Both Pfizer and Moderna have been testing updated booster shots that target the omicron variant
MONDAY, June 27, 2022 (HealthDay News) — A U.S. Food and Drug Administration advisory panel will vote on Tuesday whether to recommend that updated COVID-19 booster shots be used this fall to protect against omicron and its highly contagious subvariants.
Because the virus mutates so quickly, the FDA may approve the new vaccine formulations as COVID-19 cases are expected to surge again this winter. Given how fast the virus changes, lengthy human trials may have to be abandoned in favor of more laboratory tests and animal tests, The New York Times reported. Human trials can take up to five months, which can make the vaccine obsolete before it is even released to the public.
Both Pfizer and Moderna have been testing updated booster shots that target the omicron variant, with early trial results showing the tweaked shots boost protection against omicron. Since then, subvariants of omicron have surfaced and are spreading. As of June 18, the BA.4 and BA.5 subvariants accounted for 35 percent of all U.S. infections.
“Omicron is clearly in the rearview mirror,” Peter Hotez, M.D., a vaccine expert with the Baylor College of Medicine in Houston, told The Times. An omicron booster is not necessary unless it works against the newest omicron subvariants, but “I haven’t seen evidence of that,” he said. Even the FDA said in a briefing document prepared for the advisory committee meeting that the bivalent booster targeting both the original virus and omicron is “already somewhat outdated.”
But Kelly Moore, M.D., president of Immunize.org, a nonprofit that works to increase vaccine rates, told The Times that an accelerated process is already used to update the flu vaccine each year. Although this is the first time the process would be used with COVID-19 vaccines, they have been safely given to hundreds of millions of people, she noted. Updating them might call for “very well-educated guesswork,” she said, that is “appropriate for the circumstances.”

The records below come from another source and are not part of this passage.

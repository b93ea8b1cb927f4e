// ==========================================
// 房源导入系统 - 仓储层错误类型
// ==========================================
// 工具: thiserror 派生宏
// ==========================================

use thiserror::Error;

/// 仓储层错误类型
#[derive(Error, Debug)]
pub enum RepositoryError {
    // ===== 数据库错误 =====
    #[error("记录未找到: {entity} with id={id}")]
    NotFound { entity: String, id: String },

    #[error("数据库连接失败: {0}")]
    DatabaseConnectionError(String),

    #[error("数据库锁获取失败: {0}")]
    LockError(String),

    #[error("数据库事务失败: {0}")]
    DatabaseTransactionError(String),

    #[error("数据库查询失败: {0}")]
    DatabaseQueryError(String),

    #[error("唯一约束违反: {0}")]
    UniqueConstraintViolation(String),

    // ===== 通用错误 =====
    #[error("内部错误: {0}")]
    InternalError(String),

    #[error(transparent)]
    Other(#[from] anyhow::Error),
}

// 实现 From<rusqlite::Error>
impl From<rusqlite::Error> for RepositoryError {
    fn from(err: rusqlite::Error) -> Self {
        match err {
            rusqlite::Error::SqliteFailure(_, Some(msg)) => {
                if msg.contains("UNIQUE") {
                    RepositoryError::UniqueConstraintViolation(msg)
                } else {
                    RepositoryError::DatabaseQueryError(msg)
                }
            }
            rusqlite::Error::QueryReturnedNoRows => RepositoryError::NotFound {
                entity: "Unknown".to_string(),
                id: "Unknown".to_string(),
            },
            _ => RepositoryError::DatabaseQueryError(err.to_string()),
        }
    }
}

/// Result 类型别名
pub type RepositoryResult<T> = Result<T, RepositoryError>;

Still, the chance exists that the virus will change again and make the updated vaccines ineffective. John Beigel, M.D., a clinical research director at the U.S. National Institutes of Health, told The Times, “They [the new vaccines] may be old news by the time the fall comes.” Beigel said one option is to stick with the existing vaccines, which continue to provide robust protection against severe disease, while offering very little protection against infection.